The evening air smelled of fresh greenery, with a hint of old urine laced with the tannic aroma of decomposing duff. The still hunt progressed to a clump of three red cedar trees, struggling for light within the dripline of a monarch red oak. The tree was hollow, but sturdy with broad limbs. On either side of a split up the trunk, raccoon leavings rested atop the dark brown rotted wood washed from the crack.

Mi-ki-naak, Snapping Turtle in the Englishman’s tongue, removed the walnut-dyed wool blanket from his shoulders, wrapped it about his waist and sat cross-legged against the middle cedar tree. The French fusil rested in his lap, primed and loaded with duck shot.

A wild turkey hen stepping from deep grass.

“Ark, ark,” a hen clucked somewhere in the midst of the tamaracks. The returned white captive knew better than to answer the hen or try to entice the gobbler. This evening foray was an ambush, pure and simple.

The monarch oak grew halfway up the east face, not quite due west of the north island in the big swamp. Late in the day, the wild turkeys moved into the sedge grass and red willows. Before dusk they headed to the roost trees. Some crossed that island while others followed one of the three lower trails that passed on either side of the old oak. And some nights the birds chose a different route to the night roost.

“Chip, chip, chip, chip, chip,” a sparrow sang. A crimson cardinal and its drab, cinnamon-feathered mate flew from tree to bush to tree. Crows winged over, silent. And in time a string of seven geese ke-honked to the west for a rest on the Riviere aux Raisins.

At dusk Mi-ki-naak scrambled to his feet, shook out the blanket and placed it over his left shoulder. With light fading, he crested the ridge. Maybe forty paces to the south a red head popped up.

The jake stood in the hazy shadows behind the dead, lower branches of several small cedar trees. Another head popped up. A hen flapped hard, fleeing a few feet above the ridge’s west slope. A fourth bird began walking north. Snapping turtle swung the fusil. The firelock clicked as his thumb drew the French amber flint back. The brush was too thick, the hour too late. The returned white captive simply watched and chuckled…

Another Project Underway

“Have you found the beads, yet?” A pleasant guffaw followed that question. I laughed when I answered, “Not yet” with a cheery lilt to my voice. “There is always hope,” I thought. The question arose as a fellow living historian and I were discussing the frustrations of this year’s wild turkey season in Michigan.

As always, we ask each other what we did in the last few days. With a great sense of accomplishment I reported that I finally started cleaning my muzzleloading cabinets. That project has bugged me for several years. Something always comes up. I can’t begin to count how many times I’ve reached into that hovel only to be called away.

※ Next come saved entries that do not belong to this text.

//! HTTP page retrieval.
//!
//! Every network read in the pipeline goes through the [`PageSource`] trait so
//! that the fetcher and extractor can be exercised against canned pages.
//! A non-success status is *not* an error at this layer: the page is returned
//! with its status and each caller decides what the status means.

use crate::config::AnalyzerConfig;
use crate::error::Result;
use crate::utils::loggable_url;
use std::time::{Duration, Instant};
use tracing::{debug, instrument, warn};

/// A downloaded page.
#[derive(Debug, Clone, PartialEq, Eq)]
pub struct Page {
    pub status: u16,
    pub body: String,
}

impl Page {
    pub fn is_success(&self) -> bool {
        (200..300).contains(&self.status)
    }
}

/// Source of raw pages.
pub trait PageSource {
    /// Issue a single GET for `url`. Transport failures are errors; HTTP
    /// status codes are reported in the returned [`Page`].
    async fn fetch(&self, url: &str) -> Result<Page>;
}

/// [`PageSource`] backed by a shared `reqwest` client.
#[derive(Debug, Clone)]
pub struct HttpPageSource {
    client: reqwest::Client,
}

impl HttpPageSource {
    /// Build the client from the configured user agent and optional timeout.
    pub fn new(config: &AnalyzerConfig) -> Result<Self> {
        let mut builder = reqwest::Client::builder().user_agent(config.user_agent.clone());
        if let Some(secs) = config.request_timeout_secs {
            builder = builder.timeout(Duration::from_secs(secs));
        }
        Ok(Self {
            client: builder.build()?,
        })
    }
}

impl PageSource for HttpPageSource {
    /// Query strings are kept out of logs and errors: the search request
    /// carries its credential there.
    #[instrument(level = "debug", skip_all, fields(url = %loggable_url(url)))]
    async fn fetch(&self, url: &str) -> Result<Page> {
        let t0 = Instant::now();
        let response = match self.client.get(url).send().await {
            Ok(r) => r,
            Err(e) => {
                let e = e.without_url();
                warn!(elapsed_ms = t0.elapsed().as_millis() as u64, error = %e, "GET failed");
                return Err(e.into());
            }
        };
        let status = response.status().as_u16();
        let body = response.text().await.map_err(reqwest::Error::without_url)?;
        debug!(
            status,
            bytes = body.len(),
            elapsed_ms = t0.elapsed().as_millis() as u64,
            "GET complete"
        );
        Ok(Page { status, body })
    }
}
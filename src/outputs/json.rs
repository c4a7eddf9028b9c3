//! JSON export of an analysis report.
//!
//! Reports are grouped by the UTC date they were generated on:
//! ```text
//! json_output_dir/
//! └── 2025-05-06/
//!     ├── climate-change.json
//!     └── elections.json
//! ```
//! Running the same query twice on one day overwrites the earlier report.

use crate::error::Result;
use crate::models::AnalysisReport;
use crate::utils::slugify;
use std::path::PathBuf;
use tokio::fs;
use tracing::{error, info, instrument};

/// Path the report will be written to under `json_output_dir`.
pub fn report_path(report: &AnalysisReport, json_output_dir: &str) -> PathBuf {
    PathBuf::from(json_output_dir)
        .join(report.generated_at.date_naive().to_string())
        .join(format!("{}.json", slugify(&report.query)))
}

/// Write `report` as pretty-printed JSON, creating the date directory.
#[instrument(level = "info", skip_all, fields(json_output_dir = %json_output_dir))]
pub async fn write_report(report: &AnalysisReport, json_output_dir: &str) -> Result<PathBuf> {
    let json = serde_json::to_string_pretty(report)?;
    let path = report_path(report, json_output_dir);

    if let Some(dir) = path.parent() {
        info!(dir = %dir.display(), "Ensuring JSON directory exists");
        if let Err(e) = fs::create_dir_all(dir).await {
            error!(dir = %dir.display(), error = %e, "Failed to create JSON dir");
            return Err(e.into());
        }
    }

    fs::write(&path, json).await?;
    info!(path = %path.display(), "Wrote JSON report");
    Ok(path)
}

In the first year of Msko-waagosh’s meager existence, I purchased several hanks of antique tube beads, cobalt blue and greyish white, from the bead mongers in the flea market at Friendship. My alter ego wanted them woven into the shoulder strap of his new shot pouch. About a year later I got to that project.

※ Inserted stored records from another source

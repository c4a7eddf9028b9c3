//! Error types shared across the pipeline.
//!
//! Only validation failures and genuinely fatal conditions (unwritable output,
//! unreadable config) reach the caller as [`Error`]. Search and extraction
//! failures are absorbed inside the fetcher and extractor and degrade to
//! emptier results instead.

use thiserror::Error;

#[derive(Error, Debug)]
pub enum Error {
    #[error("Please enter a topic.")]
    EmptyTopic,

    #[error("Please set your NewsAPI key (--news-api-key, NEWSAPI_KEY or the config file).")]
    MissingSearchKey,

    #[error("HTTP error: {0}")]
    Http(#[from] reqwest::Error),

    #[error("unexpected status {status} from {url}")]
    Status { status: u16, url: String },

    #[error("Invalid URL: {0}")]
    InvalidUrl(#[from] url::ParseError),

    #[error("Extraction error: {0}")]
    Extraction(String),

    #[error("IO error: {0}")]
    Io(#[from] std::io::Error),

    #[error("Serialization error: {0}")]
    Serialization(#[from] serde_json::Error),

    #[error("Config error: {0}")]
    Config(#[from] serde_yaml::Error),
}

impl Error {
    /// Whether this error is a user-input problem caught before any I/O.
    pub fn is_validation(&self) -> bool {
        matches!(self, Error::EmptyTopic | Error::MissingSearchKey)
    }
}

pub type Result<T> = std::result::Result<T, Error>;
//! Markdown rendering of an analysis report.

use crate::models::{AnalysisReport, Sentiment};
use std::fmt::Write;

/// Notice shown when the search produced nothing to analyze.
pub const NO_RESULTS_NOTICE: &str = "No articles found or NewsAPI limit reached.";

fn sentiment_line(s: &Sentiment) -> String {
    format!(
        "neg {:.3} | neu {:.3} | pos {:.3} | compound {:.4}",
        s.negative, s.neutral, s.positive, s.compound
    )
}

/// Escape characters that would end a Markdown link label early.
fn escape_link_text(text: &str) -> String {
    let mut out = String::with_capacity(text.len());
    for c in text.chars() {
        if matches!(c, '[' | ']' | '\\') {
            out.push('\\');
        }
        out.push(c);
    }
    out
}

/// Render `report` as a Markdown document.
pub fn report_to_markdown(report: &AnalysisReport) -> String {
    let mut md = String::new();

    // Writing into a String cannot fail.
    let _ = writeln!(md, "# News Bias Analysis: {}\n", report.query);
    let _ = writeln!(
        md,
        "_Generated {}_\n",
        report.generated_at.format("%Y-%m-%d %H:%M:%S UTC")
    );

    if report.is_empty() {
        let _ = writeln!(md, "{NO_RESULTS_NOTICE}");
        return md;
    }

    let _ = writeln!(md, "## Articles & Bias Analysis\n");
    for article in &report.articles {
        let title = if article.title.is_empty() {
            article.url.as_str()
        } else {
            article.title.as_str()
        };
        let _ = writeln!(md, "### [{}]({})\n", escape_link_text(title), article.url);
        let _ = writeln!(md, "**Bias Score:** {}  ", article.bias_score);
        let _ = writeln!(md, "**Sentiment:** {}\n", sentiment_line(&article.sentiment));
        if !article.content_preview.is_empty() {
            let _ = writeln!(md, "{}\n", article.content_preview);
        }
        let _ = writeln!(md, "---\n");
    }

    if let (Some(bias), Some(compound)) = (report.average_bias(), report.average_compound()) {
        let _ = writeln!(
            md,
            "_Average bias score {:.2} across {} articles; average compound sentiment {:.4}._\n",
            bias,
            report.articles.len(),
            compound
        );
    }

    let _ = writeln!(md, "## Neutral Summary\n");
    let _ = writeln!(md, "{}", report.summary);
    md
}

Two hands of antique white beads and a few loose blue beads.

There were enough beads, but he decided he wanted more. At Msko-waagosh’s request, I took a hank of blue and one of white with me to our regional bead vendor. Well, those two hanks came up missing. We went through the truck, all our clothes, the bags and packages from that day—no beads.

In the back of my mind I have a lingering twitch that tells me I took something else along that day having nothing to do with living history, and I put those beads with whatever that was. I’ve never been able to coax that foggy recollection into the light of day.

So “the beads” are still missing, some six years later. Every time I start cleaning or sorting, the question arises, “Have you found the beads, yet?” The other side of that joke is that when I misplace something and can’t find it, I simply shrug my shoulders and declare, “It must be with the beads…”

Give traditional black powder hunting a try, be safe and may God bless you.